A key aspect of Solid is its ability to connect data from different sources and create a decentralized web. This is achieved through the use of Linked Data, which allows different pieces of information to be linked together and shared between different sources. The result is a more open and transparent web, where users have improved privacy and greater control over data.
At Solid World in December 2022, the organization's monthly conference, a research team from Oxford University shared two exciting applications for Solid. The first is a movie application with social sharing features (shown below). The other a calendar application to rival Google's app.

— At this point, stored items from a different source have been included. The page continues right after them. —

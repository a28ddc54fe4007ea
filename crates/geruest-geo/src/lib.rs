//! Gerüst Geo - Footprint geometry and facade derivation
//!
//! Building footprints arrive as LV95 vertex lists (metres). This crate turns them
//! into facade sides, the scaffold preview outline, and GeoJSON for export.

pub mod facades;
pub mod models;
pub mod outline;

pub use facades::derive_facades;
pub use models::Footprint;
pub use outline::{default_outline, scaffold_outline, FootprintMetrics};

Related Article: Is Your Data Really Safe?
How to Use a Solid Pod
Solid pods are where you store and manage your data. There are two ways to go about setting up a Solid pod:
- Use a pod provider. Use a third-party service that is responsible for hosting data. A list of pod providers is available on the Solid project website, with options hosted in the US, UK and EU.
- Host your own pod. Self-host your own pod (i.e., run your own pod server). This option is more technically involved, but gives users true control over their data without the need to trust a third-party.
If you decide to use a pod provider, you can switch at any time. You have the ability to move your data elsewhere if you want, meaning you can change providers in the future or decide to host your own pod.
Benefits of Solid
Solid sounds promising because of the benefits it offers. One of the biggest advantages is the increased control over personal data. With Solid, users are no longer at the mercy of online services that hold (and sell) their information. Instead, they can store and manage data in a secure and transparent way.
And that control leads to increased privacy and security over existing standards. It would mean the ability to share information in a way that would still protect it and prevent others from misusing it (or at least make it more difficult).
Solid has the potential to change the online experience as we know it. People could use the internet in a new way — one where they can connect with other individuals, organizations and companies without fear, anxiety or uncertainty. They could feel empowered because they have control over their own data.
Will the Solid Project Become Mainstream?
The Solid project, with the backing of Sir Tim Berners-Lee and a growing number of Solid community members, might radically change how we think about and interact with data online.
With its focus on giving users greater control over their personal data, increased privacy and security and the potential to improve the online experience, Solid is an exciting development worth keeping an eye on.